> _What you need to do_: Take the records underneath and set them down exactly.

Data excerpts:

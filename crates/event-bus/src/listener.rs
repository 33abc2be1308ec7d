//! Listener kinds, reactors/projectors, and name-based resolution.

use std::collections::HashMap;
use std::sync::Arc;

use event_store::DomainEvent;

use crate::handler::{HandlerRegistry, handler_name};
use crate::{DispatchError, Result};

/// Uniform entry point for instance listeners.
pub trait HandlesEvent: Send + Sync {
    fn handle(&self, event_name: &str, event: &DomainEvent) -> Result<()>;

    /// Whether the listener may be re-invoked while rebuilding read models.
    fn replays_events(&self) -> bool {
        false
    }
}

/// Handler signature for reactors and projectors.
pub type ReactorHandler<R> = fn(&R, &DomainEvent) -> Result<()>;

/// Handler registry of a reactor or projector.
pub type ReactorHandlers<R> = HandlerRegistry<ReactorHandler<R>>;

/// A consumer whose handlers may have side effects outside the event log.
///
/// Handlers are looked up by event name in [`Reactor::handlers`]. An event
/// with no registered handler fails with [`DispatchError::HandlerNotFound`].
pub trait Reactor: Send + Sync + Sized + 'static {
    /// Name used in diagnostics.
    const NAME: &'static str;

    fn handlers() -> &'static ReactorHandlers<Self>;

    fn handle(&self, event_name: &str, event: &DomainEvent) -> Result<()> {
        let handler =
            Self::handlers()
                .get(event_name)
                .ok_or_else(|| DispatchError::HandlerNotFound {
                    target: Self::NAME,
                    handler: handler_name(event_name),
                    event_name: event_name.to_string(),
                })?;
        handler(self, event)
    }
}

/// A reactor whose handlers only update read models, so replaying history
/// through it is safe.
pub trait Projector: Reactor {}

struct ReactorListener<R>(Arc<R>);

impl<R: Reactor> HandlesEvent for ReactorListener<R> {
    fn handle(&self, event_name: &str, event: &DomainEvent) -> Result<()> {
        self.0.handle(event_name, event)
    }
}

struct ProjectorListener<P>(Arc<P>);

impl<P: Projector> HandlesEvent for ProjectorListener<P> {
    fn handle(&self, event_name: &str, event: &DomainEvent) -> Result<()> {
        self.0.handle(event_name, event)
    }

    fn replays_events(&self) -> bool {
        true
    }
}

/// Callable listener signature.
pub type ListenerFn = dyn Fn(&str, &DomainEvent) -> Result<()> + Send + Sync;

/// Something that can be registered with the dispatcher.
#[derive(Clone)]
pub enum Listener {
    /// Invoked directly with `(event_name, event)`. Never replayed.
    Closure(Arc<ListenerFn>),
    /// Invoked through [`HandlesEvent::handle`].
    Handler(Arc<dyn HandlesEvent>),
    /// Resolved to a [`Listener::Handler`] by the dispatcher's resolver.
    Named(String),
}

impl Listener {
    pub fn closure<F>(f: F) -> Self
    where
        F: Fn(&str, &DomainEvent) -> Result<()> + Send + Sync + 'static,
    {
        Self::Closure(Arc::new(f))
    }

    pub fn handler(handler: Arc<dyn HandlesEvent>) -> Self {
        Self::Handler(handler)
    }

    /// Registers a reactor. It is skipped during replay.
    pub fn reactor<R: Reactor>(reactor: Arc<R>) -> Self {
        Self::Handler(Arc::new(ReactorListener(reactor)))
    }

    /// Registers a projector. It receives replayed events.
    pub fn projector<P: Projector>(projector: Arc<P>) -> Self {
        Self::Handler(Arc::new(ProjectorListener(projector)))
    }

    pub fn named(name: impl Into<String>) -> Self {
        Self::Named(name.into())
    }
}

impl std::fmt::Debug for Listener {
    fn fmt(&self, f: &mut std::fmt::Formatter<'_>) -> std::fmt::Result {
        match self {
            Self::Closure(_) => f.write_str("Listener::Closure"),
            Self::Handler(h) => write!(f, "Listener::Handler(replays={})", h.replays_events()),
            Self::Named(name) => write!(f, "Listener::Named({name})"),
        }
    }
}

/// Turns a listener name into an invocable instance.
pub trait ListenerResolver: Send + Sync {
    fn resolve(&self, name: &str) -> Result<Arc<dyn HandlesEvent>>;
}

type ListenerFactory = Box<dyn Fn() -> Arc<dyn HandlesEvent> + Send + Sync>;

/// Name → factory resolver.
#[derive(Default)]
pub struct ListenerRegistry {
    factories: HashMap<String, ListenerFactory>,
}

impl ListenerRegistry {
    pub fn new() -> Self {
        Self::default()
    }

    /// Registers a factory producing a fresh instance on every resolution.
    pub fn register<F>(&mut self, name: impl Into<String>, factory: F) -> &mut Self
    where
        F: Fn() -> Arc<dyn HandlesEvent> + Send + Sync + 'static,
    {
        self.factories.insert(name.into(), Box::new(factory));
        self
    }

    /// Registers a shared reactor instance.
    pub fn register_reactor<R: Reactor>(&mut self, name: impl Into<String>, reactor: Arc<R>) -> &mut Self {
        self.register(name, move || {
            Arc::new(ReactorListener(Arc::clone(&reactor))) as Arc<dyn HandlesEvent>
        })
    }

    /// Registers a shared projector instance.
    pub fn register_projector<P: Projector>(
        &mut self,
        name: impl Into<String>,
        projector: Arc<P>,
    ) -> &mut Self {
        self.register(name, move || {
            Arc::new(ProjectorListener(Arc::clone(&projector))) as Arc<dyn HandlesEvent>
        })
    }

    pub fn contains(&self, name: &str) -> bool {
        self.factories.contains_key(name)
    }
}

impl ListenerResolver for ListenerRegistry {
    fn resolve(&self, name: &str) -> Result<Arc<dyn HandlesEvent>> {
        self.factories
            .get(name)
            .map(|factory| factory())
            .ok_or_else(|| DispatchError::ListenerNotResolvable(name.to_string()))
    }
}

> _Answer to the exercise_:
filename crates/event-bus/src/listener.rs
repository 33abc2be1308ec7d
//! Listener kinds, reactors/projectors, and name-based resolution.

use std::collections::HashMap;
use std::sync::Arc;

use event_store::DomainEvent;

use crate::handler::{HandlerRegistry, handler_name};
use crate::{DispatchError, Result};

/// Uniform entry point for instance listeners.
pub trait HandlesEvent: Send + Sync {
    fn handle(&self, event_name: &str, event: &DomainEvent) -> Result<()>;

    /// Whether the listener may be re-invoked while rebuilding read models.
    fn replays_events(&self) -> bool {
        false
    }
}

/// Handler signature for reactors and projectors.
pub type ReactorHandler<R> = fn(&R, &DomainEvent) -> Result<()>;

/// Handler registry of a reactor or projector.
pub type ReactorHandlers<R> = HandlerRegistry<ReactorHandler<R>>;

/// A consumer whose handlers may have side effects outside the event log.
///
/// Handlers are looked up by event name in [`Reactor::handlers`]. An event
/// with no registered handler fails with [`DispatchError::HandlerNotFound`].
pub trait Reactor: Send + Sync + Sized + 'static {
    /// Name used in diagnostics.
    const NAME: &'static str;

    fn handlers() -> &'static ReactorHandlers<Self>;

    fn handle(&self, event_name: &str, event: &DomainEvent) -> Result<()> {
        let handler =
            Self::handlers()
                .get(event_name)
                .ok_or_else(|| DispatchError::HandlerNotFound {
                    target: Self::NAME,
                    handler: handler_name(event_name),
                    event_name: event_name.to_string(),
                })?;
        handler(self, event)
    }
}

/// A reactor whose handlers only update read models, so replaying history
/// through it is safe.
pub trait Projector: Reactor {}

struct ReactorListener<R>(Arc<R>);

impl<R: Reactor> HandlesEvent for ReactorListener<R> {
    fn handle(&self, event_name: &str, event: &DomainEvent) -> Result<()> {
        self.0.handle(event_name, event)
    }
}

struct ProjectorListener<P>(Arc<P>);

impl<P: Projector> HandlesEvent for ProjectorListener<P> {
    fn handle(&self, event_name: &str, event: &DomainEvent) -> Result<()> {
        self.0.handle(event_name, event)
    }

    fn replays_events(&self) -> bool {
        true
    }
}

/// Callable listener signature.
pub type ListenerFn = dyn Fn(&str, &DomainEvent) -> Result<()> + Send + Sync;

/// Something that can be registered with the dispatcher.
#[derive(Clone)]
pub enum Listener {
    /// Invoked directly with `(event_name, event)`. Never replayed.
    Closure(Arc<ListenerFn>),
    /// Invoked through [`HandlesEvent::handle`].
    Handler(Arc<dyn HandlesEvent>),
    /// Resolved to a [`Listener::Handler`] by the dispatcher's resolver.
    Named(String),
}

impl Listener {
    pub fn closure<F>(f: F) -> Self
    where
        F: Fn(&str, &DomainEvent) -> Result<()> + Send + Sync + 'static,
    {
        Self::Closure(Arc::new(f))
    }

    pub fn handler(handler: Arc<dyn HandlesEvent>) -> Self {
        Self::Handler(handler)
    }

    /// Registers a reactor. It is skipped during replay.
    pub fn reactor<R: Reactor>(reactor: Arc<R>) -> Self {
        Self::Handler(Arc::new(ReactorListener(reactor)))
    }

    /// Registers a projector. It receives replayed events.
    pub fn projector<P: Projector>(projector: Arc<P>) -> Self {
        Self::Handler(Arc::new(ProjectorListener(projector)))
    }

    pub fn named(name: impl Into<String>) -> Self {
        Self::Named(name.into())
    }
}

impl std::fmt::Debug for Listener {
    fn fmt(&self, f: &mut std::fmt::Formatter<'_>) -> std::fmt::Result {
        match self {
            Self::Closure(_) => f.write_str("Listener::Closure"),
            Self::Handler(h) => write!(f, "Listener::Handler(replays={})", h.replays_events()),
            Self::Named(name) => write!(f, "Listener::Named({name})"),
        }
    }
}

/// Turns a listener name into an invocable instance.
pub trait ListenerResolver: Send + Sync {
    fn resolve(&self, name: &str) -> Result<Arc<dyn HandlesEvent>>;
}

type ListenerFactory = Box<dyn Fn() -> Arc<dyn HandlesEvent> + Send + Sync>;

/// Name → factory resolver.
#[derive(Default)]
pub struct ListenerRegistry {
    factories: HashMap<String, ListenerFactory>,
}

impl ListenerRegistry {
    pub fn new() -> Self {
        Self::default()
    }

    /// Registers a factory producing a fresh instance on every resolution.
    pub fn register<F>(&mut self, name: impl Into<String>, factory: F) -> &mut Self
    where
        F: Fn() -> Arc<dyn HandlesEvent> + Send + Sync + 'static,
    {
        self.factories.insert(name.into(), Box::new(factory));
        self
    }

    /// Registers a shared reactor instance.
    pub fn register_reactor<R: Reactor>(&mut self, name: impl Into<String>, reactor: Arc<R>) -> &mut Self {
        self.register(name, move || {
            Arc::new(ReactorListener(Arc::clone(&reactor))) as Arc<dyn HandlesEvent>
        })
    }

    /// Registers a shared projector instance.
    pub fn register_projector<P: Projector>(
        &mut self,
        name: impl Into<String>,
        projector: Arc<P>,
    ) -> &mut Self {
        self.register(name, move || {
            Arc::new(ProjectorListener(Arc::clone(&projector))) as Arc<dyn HandlesEvent>
        })
    }

    pub fn contains(&self, name: &str) -> bool {
        self.factories.contains_key(name)
    }
}

impl ListenerResolver for ListenerRegistry {
    fn resolve(&self, name: &str) -> Result<Arc<dyn HandlesEvent>> {
        self.factories
            .get(name)
            .map(|factory| factory())
            .ok_or_else(|| DispatchError::ListenerNotResolvable(name.to_string()))
    }
}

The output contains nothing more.